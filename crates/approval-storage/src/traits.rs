//! The [`DocumentStore`] trait: named persistence for approval documents.
//!
//! Backends store serialized documents by name. The graph-level helpers
//! (`save_graph`, `load_graph`) are provided methods built on the raw text
//! primitives, so every backend gets the same export/import behavior.

use approval_core::{ApprovalGraph, LayoutConfig};

use crate::convert;
use crate::error::StorageError;

/// Storage contract for approval documents.
///
/// Synchronous: the engine is single-threaded and every call completes
/// before returning.
pub trait DocumentStore {
    // -------------------------------------------------------------------
    // Raw document text
    // -------------------------------------------------------------------

    /// Stores `json` under `name`, replacing any previous document.
    fn save(&mut self, name: &str, json: &str) -> Result<(), StorageError>;

    /// Returns the text stored under `name`.
    ///
    /// Fails with [`StorageError::DocumentNotFound`] if there is none.
    fn load(&self, name: &str) -> Result<String, StorageError>;

    fn delete(&mut self, name: &str) -> Result<(), StorageError>;

    /// Lists stored document names in ascending order.
    fn list(&self) -> Result<Vec<String>, StorageError>;

    // -------------------------------------------------------------------
    // Graph-level helpers
    // -------------------------------------------------------------------

    fn exists(&self, name: &str) -> Result<bool, StorageError> {
        match self.load(name) {
            Ok(_) => Ok(true),
            Err(StorageError::DocumentNotFound(_)) => Ok(false),
            Err(err) => Err(err),
        }
    }

    /// Exports `graph` and stores it under `name`.
    fn save_graph(&mut self, name: &str, graph: &ApprovalGraph) -> Result<(), StorageError> {
        let json = convert::export(graph).to_json_pretty()?;
        self.save(name, &json)?;
        tracing::info!(
            document = name,
            nodes = graph.node_count(),
            "saved document"
        );
        Ok(())
    }

    /// Loads and imports the document stored under `name`.
    fn load_graph(&self, name: &str, config: LayoutConfig) -> Result<ApprovalGraph, StorageError> {
        let json = self.load(name)?;
        let graph = convert::from_json(&json, config)?;
        tracing::info!(
            document = name,
            nodes = graph.node_count(),
            "loaded document"
        );
        Ok(graph)
    }
}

---+---

### Task item
Beginning at the top of the data, extract each line through the line containing "the raw text" and return those lines exactly, with nothing added.

### Output for this task
filename crates/approval-storage/src/traits.rs
//! The [`DocumentStore`] trait: named persistence for approval documents.
//!
//! Backends store serialized documents by name. The graph-level helpers
//! (`save_graph`, `load_graph`) are provided methods built on the raw text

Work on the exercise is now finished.